Examine the data below and state how many lines contain "DuplicatePerson", offering no other words.

[Supplied data — start]

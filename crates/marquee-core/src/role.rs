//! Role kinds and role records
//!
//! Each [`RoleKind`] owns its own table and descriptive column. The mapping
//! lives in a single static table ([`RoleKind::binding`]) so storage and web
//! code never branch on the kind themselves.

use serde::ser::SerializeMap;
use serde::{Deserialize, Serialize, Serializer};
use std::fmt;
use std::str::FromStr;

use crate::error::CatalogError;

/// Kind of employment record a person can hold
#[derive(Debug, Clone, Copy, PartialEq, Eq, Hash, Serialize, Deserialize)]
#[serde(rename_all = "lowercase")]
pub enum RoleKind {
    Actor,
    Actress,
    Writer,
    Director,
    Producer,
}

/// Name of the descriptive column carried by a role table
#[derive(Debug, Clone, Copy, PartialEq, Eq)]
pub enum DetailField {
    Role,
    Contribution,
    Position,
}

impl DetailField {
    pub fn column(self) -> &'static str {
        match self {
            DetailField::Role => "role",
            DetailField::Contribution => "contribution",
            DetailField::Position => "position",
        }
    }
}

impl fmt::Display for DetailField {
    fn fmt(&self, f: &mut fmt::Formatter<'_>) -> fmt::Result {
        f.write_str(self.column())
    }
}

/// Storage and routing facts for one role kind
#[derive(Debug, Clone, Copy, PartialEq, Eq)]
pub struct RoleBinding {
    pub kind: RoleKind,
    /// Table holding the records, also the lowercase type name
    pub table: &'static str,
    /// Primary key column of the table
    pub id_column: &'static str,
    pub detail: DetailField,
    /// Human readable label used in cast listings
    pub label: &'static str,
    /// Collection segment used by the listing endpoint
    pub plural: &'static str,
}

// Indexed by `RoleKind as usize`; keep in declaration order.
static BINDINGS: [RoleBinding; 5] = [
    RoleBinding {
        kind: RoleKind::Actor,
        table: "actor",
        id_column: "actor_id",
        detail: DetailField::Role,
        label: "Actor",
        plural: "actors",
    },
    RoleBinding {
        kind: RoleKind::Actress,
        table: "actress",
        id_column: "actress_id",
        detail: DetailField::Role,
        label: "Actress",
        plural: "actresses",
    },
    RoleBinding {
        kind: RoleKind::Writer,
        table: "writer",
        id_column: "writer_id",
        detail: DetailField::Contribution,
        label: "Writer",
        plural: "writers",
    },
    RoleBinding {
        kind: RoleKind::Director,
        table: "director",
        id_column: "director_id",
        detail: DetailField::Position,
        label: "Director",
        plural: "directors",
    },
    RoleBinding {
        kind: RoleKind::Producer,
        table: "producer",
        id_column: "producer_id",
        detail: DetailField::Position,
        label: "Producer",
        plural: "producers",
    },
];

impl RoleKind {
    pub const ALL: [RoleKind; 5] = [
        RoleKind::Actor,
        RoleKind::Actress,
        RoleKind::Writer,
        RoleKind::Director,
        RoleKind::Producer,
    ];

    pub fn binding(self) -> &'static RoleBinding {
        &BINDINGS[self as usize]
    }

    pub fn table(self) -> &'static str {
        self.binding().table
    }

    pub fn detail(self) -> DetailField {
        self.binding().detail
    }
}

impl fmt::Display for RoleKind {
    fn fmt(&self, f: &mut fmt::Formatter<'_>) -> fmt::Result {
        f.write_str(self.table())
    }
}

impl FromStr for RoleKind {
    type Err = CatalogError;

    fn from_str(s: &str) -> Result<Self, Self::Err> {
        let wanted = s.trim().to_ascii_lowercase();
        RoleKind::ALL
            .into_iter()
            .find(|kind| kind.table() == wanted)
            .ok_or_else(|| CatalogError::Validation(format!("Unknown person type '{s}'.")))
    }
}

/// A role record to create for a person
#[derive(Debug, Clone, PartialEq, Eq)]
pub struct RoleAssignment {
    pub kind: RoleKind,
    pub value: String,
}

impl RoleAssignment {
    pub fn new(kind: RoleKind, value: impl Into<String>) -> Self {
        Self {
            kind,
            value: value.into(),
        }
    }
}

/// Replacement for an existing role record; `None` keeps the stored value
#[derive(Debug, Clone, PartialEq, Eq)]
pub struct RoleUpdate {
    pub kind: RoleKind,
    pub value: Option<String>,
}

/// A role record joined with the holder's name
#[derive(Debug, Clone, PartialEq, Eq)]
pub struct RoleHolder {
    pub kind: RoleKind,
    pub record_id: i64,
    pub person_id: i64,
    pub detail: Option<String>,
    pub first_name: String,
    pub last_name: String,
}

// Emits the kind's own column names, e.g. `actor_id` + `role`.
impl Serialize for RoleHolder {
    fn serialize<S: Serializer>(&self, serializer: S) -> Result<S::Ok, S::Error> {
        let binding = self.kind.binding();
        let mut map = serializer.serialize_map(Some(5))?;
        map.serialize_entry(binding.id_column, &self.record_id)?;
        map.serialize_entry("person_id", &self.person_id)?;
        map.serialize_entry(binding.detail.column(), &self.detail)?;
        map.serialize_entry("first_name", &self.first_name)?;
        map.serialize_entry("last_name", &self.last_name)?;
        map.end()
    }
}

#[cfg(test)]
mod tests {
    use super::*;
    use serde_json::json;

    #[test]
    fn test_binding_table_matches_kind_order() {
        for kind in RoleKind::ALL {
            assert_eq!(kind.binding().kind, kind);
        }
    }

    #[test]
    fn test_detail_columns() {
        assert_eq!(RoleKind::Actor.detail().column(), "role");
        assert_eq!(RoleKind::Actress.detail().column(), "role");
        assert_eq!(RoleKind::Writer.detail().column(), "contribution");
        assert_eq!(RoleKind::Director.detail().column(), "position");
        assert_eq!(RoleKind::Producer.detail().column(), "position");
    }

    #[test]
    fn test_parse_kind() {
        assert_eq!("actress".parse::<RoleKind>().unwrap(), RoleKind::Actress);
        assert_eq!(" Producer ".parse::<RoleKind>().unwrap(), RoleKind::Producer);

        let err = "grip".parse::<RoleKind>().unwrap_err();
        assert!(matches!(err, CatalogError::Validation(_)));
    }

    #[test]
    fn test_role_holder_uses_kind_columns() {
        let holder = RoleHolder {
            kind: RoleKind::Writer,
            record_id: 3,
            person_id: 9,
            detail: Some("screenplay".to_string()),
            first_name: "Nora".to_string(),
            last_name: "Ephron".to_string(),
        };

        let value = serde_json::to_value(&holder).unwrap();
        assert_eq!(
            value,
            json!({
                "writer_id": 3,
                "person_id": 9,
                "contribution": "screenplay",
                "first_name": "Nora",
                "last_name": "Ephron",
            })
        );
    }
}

[Supplied data — finish]
[Supplied data — start]

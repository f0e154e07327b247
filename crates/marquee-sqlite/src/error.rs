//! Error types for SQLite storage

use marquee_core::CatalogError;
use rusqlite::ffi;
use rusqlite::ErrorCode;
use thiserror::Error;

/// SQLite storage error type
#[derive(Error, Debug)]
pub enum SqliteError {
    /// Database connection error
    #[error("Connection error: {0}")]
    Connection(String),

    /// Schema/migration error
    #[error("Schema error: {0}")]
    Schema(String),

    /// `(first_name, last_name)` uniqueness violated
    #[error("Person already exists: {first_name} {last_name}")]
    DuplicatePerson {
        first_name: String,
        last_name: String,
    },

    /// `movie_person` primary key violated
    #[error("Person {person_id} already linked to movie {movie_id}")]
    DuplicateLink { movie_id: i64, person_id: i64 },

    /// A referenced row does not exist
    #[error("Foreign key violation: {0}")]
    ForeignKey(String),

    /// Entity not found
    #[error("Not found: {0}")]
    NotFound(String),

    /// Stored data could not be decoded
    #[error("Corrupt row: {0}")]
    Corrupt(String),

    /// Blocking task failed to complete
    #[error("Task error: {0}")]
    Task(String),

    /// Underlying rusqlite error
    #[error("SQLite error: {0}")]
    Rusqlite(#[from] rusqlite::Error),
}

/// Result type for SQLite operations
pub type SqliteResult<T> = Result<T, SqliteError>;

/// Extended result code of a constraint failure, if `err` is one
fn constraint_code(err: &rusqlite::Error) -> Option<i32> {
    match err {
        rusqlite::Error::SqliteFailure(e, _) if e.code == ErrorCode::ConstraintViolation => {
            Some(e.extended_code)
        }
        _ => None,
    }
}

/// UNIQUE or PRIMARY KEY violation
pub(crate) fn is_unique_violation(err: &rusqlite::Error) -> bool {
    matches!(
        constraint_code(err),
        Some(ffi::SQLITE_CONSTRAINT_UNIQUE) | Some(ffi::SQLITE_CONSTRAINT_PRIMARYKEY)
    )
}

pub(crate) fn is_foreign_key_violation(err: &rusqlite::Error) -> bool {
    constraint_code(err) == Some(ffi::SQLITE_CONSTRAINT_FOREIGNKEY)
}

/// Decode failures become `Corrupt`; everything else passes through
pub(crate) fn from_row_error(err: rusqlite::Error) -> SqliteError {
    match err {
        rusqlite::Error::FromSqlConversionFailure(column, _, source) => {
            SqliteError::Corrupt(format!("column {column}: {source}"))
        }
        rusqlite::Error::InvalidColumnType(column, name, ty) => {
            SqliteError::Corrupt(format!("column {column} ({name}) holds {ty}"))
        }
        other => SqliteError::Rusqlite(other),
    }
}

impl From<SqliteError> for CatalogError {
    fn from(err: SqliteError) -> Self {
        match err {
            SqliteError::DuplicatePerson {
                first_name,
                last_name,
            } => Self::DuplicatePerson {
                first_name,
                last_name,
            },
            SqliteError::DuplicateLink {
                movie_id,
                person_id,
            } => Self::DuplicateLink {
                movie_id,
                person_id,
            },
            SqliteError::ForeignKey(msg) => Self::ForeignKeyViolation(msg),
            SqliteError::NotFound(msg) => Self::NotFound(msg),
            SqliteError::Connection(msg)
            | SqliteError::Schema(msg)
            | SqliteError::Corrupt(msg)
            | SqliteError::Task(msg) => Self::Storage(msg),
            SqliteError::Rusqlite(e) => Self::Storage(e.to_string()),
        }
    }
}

[Supplied data — finish]

§ Response
3